Agora vamos limpar os grãos de folhas e gravetinhos. É preciso chamar o vento. Ô vento, vem ajudar. Pois só ventando podem-se colocar os grãos numa peneira e jogar contra a ventania. Os grãos vão e as folhas vêm, bem em cima da gente. Óculos são imprescindíveis. Já levei muita lasquinha de graveto no olho e doeu demais. Aquietado o material precioso, retirar as pedrinhas, que ficam juntas e também têm seu peso, e colocar o feijão no saco.
Posso deixar os grãos de feijão num saco um ano inteiro? Nada disso. Os bichinhos vão fazer a festa. Carunchos e companhia limitada. Eu enlitro os grãos. Quando há negócio com o feijão, a primeira pergunta é: está enlitrado? A segunda nem se faz, pois todos sabem da inexistência de todo e qualquer agrotóxico. O enlitramento é feito usando garrafas PET previamente lavadas e bem secas. São colocadas de cabeça para baixo num tapete de espetinhos de bambu para secar bem. Depois, usando um funil feito de outra garrafa cortada ao meio, os grãos vão se ajeitando até ficar a garrafa completamente cheia. Bater no chão para tirar o ar é bom também. Por cima de tudo, antes de colocar a tampa e fechar bem, um grão de pimenta do reino. Espanta bicho invasor.
Dessa forma, o feijão dura um ano certinho. E fica tão macio que nem precisa da famigerada panela de pressão, aquele instrumental perigoso. Aqui em casa, há tempo, explodiu uma que danificou várias coisas, inclusive o fogão e sujou o teto inteirinho. Foi um barulho de bomba terrorista. Pensamos que o prédio estava vindo abaixo. Depois disso, ficou terminantemente proibida sua existência na cozinha. Depois do nosso estouro, fiquei sabendo de muitos casos que deixaram até gente ferida gravemente.

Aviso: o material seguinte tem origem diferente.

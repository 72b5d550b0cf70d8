//! BSI test-log plugin.
//!
//! BSI stations store logs as
//! `<family>/<model>/<date>/<test_id>[/<sub>]/<file>`, e.g.
//! `LOUP/1395T2936101/2017-06-07/MBBIVS171700094_1W_1_2017-06-07_16_15_42_797/FLOWLOG.ZIP`.
//! The test id ends in the moment the test ran. That timestamp is stable
//! across re-creations of the same archive, so it replaces the filesystem
//! times on the record.

use std::sync::LazyLock;

use chrono::{DateTime, Local, NaiveDate, TimeZone};
use regex::Regex;

use crate::config::BizConfig;
use crate::watchdog::{
    AutoCheck, AutoInit, CheckFile, FileRecord, Handle404Error, Hook, HookContext, HookError,
    Mount, Plugin, Transform,
};

use super::DefaultPlugin;

/// `YYYY-MM-DD_HH_MM_SS_mmm` at the end of a test id.
static TEST_TIME: LazyLock<Regex> = LazyLock::new(|| {
    Regex::new(r"(\d{4})-(\d{2})-(\d{2})_(\d{2})_(\d{2})_(\d{2})_(\d{3})$")
        .expect("test time pattern is valid")
});

pub struct BsiPlugin {
    inner: DefaultPlugin,
}

impl BsiPlugin {
    pub fn new(business_id: impl Into<String>, config: BizConfig) -> Self {
        Self {
            inner: DefaultPlugin::new(business_id, config),
        }
    }
}

/// Timestamp encoded at the end of a test id, if any.
///
/// `Ok(None)` when the id carries no timestamp; `Err` when it does but the
/// values are out of range.
pub fn parse_test_time(test_id: &str) -> Result<Option<DateTime<Local>>, String> {
    let Some(caps) = TEST_TIME.captures(test_id) else {
        return Ok(None);
    };
    let num = |i: usize| caps[i].parse::<u32>().unwrap_or(u32::MAX);

    let date = NaiveDate::from_ymd_opt(num(1) as i32, num(2), num(3))
        .ok_or_else(|| format!("bad date in test id '{test_id}'"))?;
    let naive = date
        .and_hms_milli_opt(num(4), num(5), num(6), num(7))
        .ok_or_else(|| format!("bad time in test id '{test_id}'"))?;

    Local
        .from_local_datetime(&naive)
        .earliest()
        .map(Some)
        .ok_or_else(|| format!("nonexistent local time in test id '{test_id}'"))
}

impl Transform for BsiPlugin {
    /// Stamps the test time from segment 3 of the relative directory
    /// (`family/model/date/test_id`). The id stays at index 3 for deeper
    /// paths too, so in `family/model/date/test_id/sub` the trailing
    /// sub-folder is ignored.
    fn transform(&self, _ctx: &HookContext, record: &mut FileRecord) -> Result<(), HookError> {
        if record.business_id() != self.inner.name() {
            return Ok(());
        }

        let segments: Vec<&str> = record.relative_sub_directory.split('/').collect();
        if segments.len() != 4 && segments.len() != 5 {
            return Ok(());
        }

        let test_id = segments[3];
        match parse_test_time(test_id) {
            Ok(Some(when)) => {
                record.folder_create_time = when;
                record.create_time = when;
                crate::debug_event!("bsi", "test time", "{test_id} -> {when}");
                Ok(())
            }
            Ok(None) => Ok(()),
            Err(reason) => Err(HookError::new(self.inner.name(), Hook::Transform, reason)),
        }
    }
}

impl Plugin for BsiPlugin {
    fn name(&self) -> &str {
        self.inner.name()
    }

    fn is_active(&self) -> bool {
        self.inner.is_active()
    }

    fn as_auto_check(&self) -> Option<&dyn AutoCheck> {
        self.inner.as_auto_check()
    }

    fn as_auto_init(&self) -> Option<&dyn AutoInit> {
        self.inner.as_auto_init()
    }

    fn as_mount(&self) -> Option<&dyn Mount> {
        self.inner.as_mount()
    }

    fn as_check_file(&self) -> Option<&dyn CheckFile> {
        self.inner.as_check_file()
    }

    fn as_transform(&self) -> Option<&dyn Transform> {
        Some(self)
    }

    fn as_handle_404(&self) -> Option<&dyn Handle404Error> {
        self.inner.as_handle_404()
    }
}
impl<'a> Lexer<'a> {
    /// Creates a lexer over `input`.
    pub fn new(input: &'a str) -> Self {
        Lexer {
            input,
            state: Some(State::ObjectName),
            pos: 0,
            start: 0,
            width: 0,
            line: 1,
            col: 0,
            last_col: 0,
            start_line: 1,
            start_col: 0,
            nest: Vec::new(),
            pending: VecDeque::new(),
        }
    }

    fn step(&mut self, state: State) -> Option<State> {
        match state {
            State::ObjectName => self.object_name(),
            State::InsideObject(seen) => self.inside_object(seen),
            State::BeginDeclBlock => self.begin_block('(', TokenKind::LeftDecl),
            State::BeginAttrBlock => self.begin_block('[', TokenKind::LeftAttr),
            State::BeginContentBlock => self.begin_block('{', TokenKind::LeftContent),
            State::AttrKey => self.attr_key(),
            State::AttrValue => self.attr_value(),
            State::Value => self.value(),
            State::EndValue => self.end_value(),
        }
    }

    fn next_char(&mut self) -> Option<char> {
        let Some(c) = self.input[self.pos..].chars().next() else {
            self.width = 0;
            return None;
        };
        self.width = c.len_utf8();
        self.pos += self.width;
        self.last_col = self.col;
        self.col += 1;
        if c == '\n' {
            self.col = 0;
            self.line += 1;
        }
        Some(c)
    }

    /// Steps back over the last character read. Only valid once per
    /// `next_char`.
    fn backup(&mut self) {
        if self.width == 0 {
            return;
        }
        self.pos -= self.width;
        self.width = 0;
        self.col = self.last_col;
        if self.input[self.pos..].starts_with('\n') {
            self.line -= 1;
        }
    }

    fn peek(&mut self) -> Option<char> {
        let c = self.next_char();
        self.backup();
        c
    }

    fn accept(&mut self, valid: &str) -> bool {
        match self.next_char() {
            Some(c) if valid.contains(c) => true,
            _ => {
                self.backup();
                false
            }
        }
    }

    fn accept_run(&mut self, valid: &str) {
        while self.accept(valid) {}
    }

    fn accept_whitespace(&mut self) -> bool {
        let mut found = false;
        while self.accept(" \t\r\n") {
            found = true;
        }
        found
    }

    /// Queues a whitespace token if any whitespace follows.
    fn skip_whitespace(&mut self) {
        if self.accept_whitespace() {
            self.emit(TokenKind::Whitespace);
        }
    }

    fn emit(&mut self, kind: TokenKind) {
        self.pending.push_back(Token {
            kind,
            value: Cow::Borrowed(&self.input[self.start..self.pos]),
            pos: self.start,
            line: self.start_line,
            col: self.start_col,
        });
        self.start = self.pos;
        self.start_line = self.line;
        self.start_col = self.col;
    }

    /// Queues an error token and ends the scan.
    fn error(&mut self, message: impl Into<String>) -> Option<State> {
        self.pending.push_back(Token {
            kind: TokenKind::Error,
            value: Cow::Owned(message.into()),
            pos: self.start,
            line: self.start_line,
            col: self.start_col,
        });
        None
    }

    fn current_nest(&self) -> TokenKind {
        self.nest.last().copied().unwrap_or(TokenKind::Eof)
    }

    /// Closes the innermost block, skipping a pending attribute value.
    fn unnest(&mut self) -> TokenKind {
        let mut last = self.nest.pop().unwrap_or(TokenKind::Eof);
        if last == TokenKind::Equals {
            last = self.nest.pop().unwrap_or(TokenKind::Eof);
        }
        last
    }

    fn object_name(&mut self) -> Option<State> {
        self.skip_whitespace();

        match self.next_char() {
            Some(c) if c.is_alphabetic() => {}
            None => {
                self.emit(TokenKind::Eof);
                return None;
            }
            Some(_) => return self.error("unexpected object name"),
        }

        loop {
            let next = match self.next_char() {
                Some(c) if is_whitespace(c) => State::InsideObject(Seen::default()),
                None => {
                    self.emit(TokenKind::ObjectName);
                    self.emit(TokenKind::Eof);
                    return None;
                }
                Some('(') => State::BeginDeclBlock,
                Some('[') => State::BeginAttrBlock,
                Some('{') => State::BeginContentBlock,
                Some(c) if is_identifier_char(c) => continue,
                Some(_) => return self.error("unexpected character in object name"),
            };
            self.backup();
            self.emit(TokenKind::ObjectName);
            return Some(next);
        }
    }

    /// After an object name or one of its blocks: another block, the end of
    /// the enclosing block, or the next object.
    fn inside_object(&mut self, seen: Seen) -> Option<State> {
        self.skip_whitespace();

        let next = match self.next_char() {
            None => {
                self.emit(TokenKind::Eof);
                return None;
            }
            Some('(') => {
                if seen.decl {
                    return self.error("duplicate declaration block found");
                }
                if seen.attr || seen.content {
                    return self.error("declaration block must be listed before attribute block");
                }
                State::BeginDeclBlock
            }
            Some('[') => {
                if seen.attr {
                    return self.error("duplicate attribute block found");
                }
                if seen.content {
                    return self.error("attribute block must be listed before content block");
                }
                State::BeginAttrBlock
            }
            Some('{') => {
                if seen.content {
                    return self.error("duplicate content block found");
                }
                State::BeginContentBlock
            }
            Some(')') => {
                self.backup();
                return self.end_block(')', TokenKind::RightDecl, TokenKind::LeftDecl);
            }
            Some(']') => {
                self.backup();
                return self.end_block(']', TokenKind::RightAttr, TokenKind::LeftAttr);
            }
            Some('}') => {
                self.backup();
                return self.end_block('}', TokenKind::RightContent, TokenKind::LeftContent);
            }
            Some(c) if c.is_alphabetic() => State::ObjectName,
            Some(_) => return self.error("unexpected character after object name"),
        };
        self.backup();
        Some(next)
    }

    fn begin_block(&mut self, open: char, kind: TokenKind) -> Option<State> {
        self.skip_whitespace();

        if !self.accept(&open.to_string()) {
            return self.error(format!("expected '{}'", open));
        }
        self.emit(kind);
        self.nest.push(kind);

        match kind {
            TokenKind::LeftContent => Some(State::Value),
            _ => Some(State::AttrKey),
        }
    }

    fn end_block(&mut self, close: char, kind: TokenKind, opened_by: TokenKind) -> Option<State> {
        self.skip_whitespace();

        if !self.accept(&close.to_string()) {
            return self.error(format!("expected '{}'", close));
        }
        self.emit(kind);

        let last = self.unnest();
        if last != opened_by {
            let got = last.symbol().unwrap_or("eof");
            let block = match opened_by {
                TokenKind::LeftDecl => "declaration",
                TokenKind::LeftAttr => "attribute",
                _ => "content",
            };
            return self.error(format!("expected {} termination, got {}", block, got));
        }

        Some(State::InsideObject(match kind {
            TokenKind::RightDecl => Seen {
                decl: true,
                ..Seen::default()
            },
            TokenKind::RightAttr => Seen {
                attr: true,
                ..Seen::default()
            },
            _ => Seen {
                attr: true,
                content: true,
                ..Seen::default()
            },
        }))
    }

    fn attr_key(&mut self) -> Option<State> {
        self.skip_whitespace();

        match self.next_char() {
            // a leading ':' is a blank namespace alias
            Some(c) if c.is_alphabetic() || c == ':' => {}
            None => return self.error("unexpected end of file in attribute key"),
            Some(']') => {
                self.backup();
                return self.end_block(']', TokenKind::RightAttr, TokenKind::LeftAttr);
            }
            Some(')') => {
                self.backup();
                return self.end_block(')', TokenKind::RightDecl, TokenKind::LeftDecl);
            }
            Some(_) => return self.error("unexpected attribute key"),
        }

        loop {
            match self.next_char() {
                Some(c) if is_attribute_transition(c) => {
                    self.backup();
                    self.emit(TokenKind::AttrKey);
                    return self.attr_value();
                }
                None => return self.error("unexpected end of file in attribute key"),
                Some(c) if is_attribute_char(c) => {}
                Some(_) => return self.error("unexpected character in attribute key"),
            }
        }
    }

    fn attr_equals(&mut self) -> Option<State> {
        self.skip_whitespace();

        if !self.accept("=") {
            return self.error("expected '='");
        }
        self.emit(TokenKind::Equals);
        self.nest.push(TokenKind::Equals);

        Some(State::AttrValue)
    }

    /// A key is followed by `= value` or directly by a block, which makes the
    /// value an implicit object.
    fn attr_value(&mut self) -> Option<State> {
        self.skip_whitespace();

        match self.peek() {
            Some('=') => self.attr_equals(),
            Some('[') => {
                self.emit(TokenKind::ImplicitObject);
                Some(State::BeginAttrBlock)
            }
            Some('{') => {
                self.emit(TokenKind::ImplicitObject);
                Some(State::BeginContentBlock)
            }
            _ => self.value(),
        }
    }

    fn value(&mut self) -> Option<State> {
        self.skip_whitespace();

        match self.next_char() {
            Some(c) if c.is_alphabetic() => {
                self.backup();
                self.object_name()
            }
            Some(c) if c.is_ascii_digit() => {
                self.backup();
                self.number()
            }
            Some('"') => self.quote(),
            Some('`') => self.multiline_quote(),
            Some('}') => {
                self.backup();
                self.end_block('}', TokenKind::RightContent, TokenKind::LeftContent)
            }
            Some('{') if self.input[self.pos..].starts_with('{') => {
                self.error("extensions not implemented")
            }
            _ => self.error("unexpected character in value"),
        }
    }

    /// After a number or string: close the content block it sits in, or
    /// move on to the next attribute.
    fn end_value(&mut self) -> Option<State> {
        self.skip_whitespace();

        match self.current_nest() {
            TokenKind::LeftContent => {
                self.end_block('}', TokenKind::RightContent, TokenKind::LeftContent)
            }
            TokenKind::Equals => {
                self.nest.pop();
                self.attr_key()
            }
            TokenKind::LeftAttr | TokenKind::LeftDecl => self.attr_key(),
            _ => self.object_name(),
        }
    }

    fn number(&mut self) -> Option<State> {
        if !self.scan_number() {
            return self.error(format!(
                "bad number syntax: {:?}",
                &self.input[self.start..self.pos]
            ));
        }
        if matches!(self.peek(), Some('+') | Some('-')) {
            // complex: 1+2i, no spaces, must end in 'i'
            if !self.scan_number() || !self.input[..self.pos].ends_with('i') {
                return self.error(format!(
                    "bad number syntax: {:?}",
                    &self.input[self.start..self.pos]
                ));
            }
            self.emit(TokenKind::Complex);
        } else {
            self.emit(TokenKind::Number);
        }
        Some(State::EndValue)
    }

    /// Accepts decimal, hex, float and imaginary forms. Loose on purpose:
    /// `089` and `0x0.2` pass.
    fn scan_number(&mut self) -> bool {
        self.accept("+-");
        let mut digits = "0123456789";
        if self.accept("0") && self.accept("xX") {
            digits = "0123456789abcdefABCDEF";
        }
        self.accept_run(digits);
        if self.accept(".") {
            self.accept_run(digits);
        }
        if self.accept("eE") {
            self.accept("+-");
            self.accept_run("0123456789");
        }
        self.accept("i");
        if self.peek().is_some_and(char::is_alphanumeric) {
            self.next_char();
            return false;
        }
        true
    }

    fn quote(&mut self) -> Option<State> {
        loop {
            match self.next_char() {
                Some('\\') => match self.next_char() {
                    Some(c) if c != '\n' => {}
                    _ => return self.error("unterminated quoted string"),
                },
                None | Some('\n') => return self.error("unterminated quoted string"),
                Some('"') => break,
                Some(_) => {}
            }
        }
        self.emit(TokenKind::String);
        Some(State::EndValue)
    }

    fn multiline_quote(&mut self) -> Option<State> {
        loop {
            match self.next_char() {
                Some('\\') => {
                    if self.next_char().is_none() {
                        return self.error("unterminated quoted string");
                    }
                }
                None => return self.error("unterminated quoted string"),
                Some('`') => break,
                Some(_) => {}
            }
        }
        self.emit(TokenKind::MultiString);
        Some(State::EndValue)
    }
}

É só colocar esse feijão macio de molho na água umas horas e cozinhar em panela comum mesmo.
É tão diferente o gosto do nosso feijão que minha amada e saudosa mãe notava quando ele acabava antes da hora e eu comprava um já pronto. Ela dizia: este feijão não é dos nossos. E não era mesmo. E meus netos, por participarem de todo esse processo, são os maiores fãs de feijão que conheço. Uns meninos feijãozeiros.
Então, não é para se respeitar um alimento tão comentado? Os outros feijões, saídos da agricultura mecânica e tradicionalmente usada, com transgenia e tudo, nem sei o gosto que têm. Ah! Mas faz tempo que sequer tomo conhecimento deles.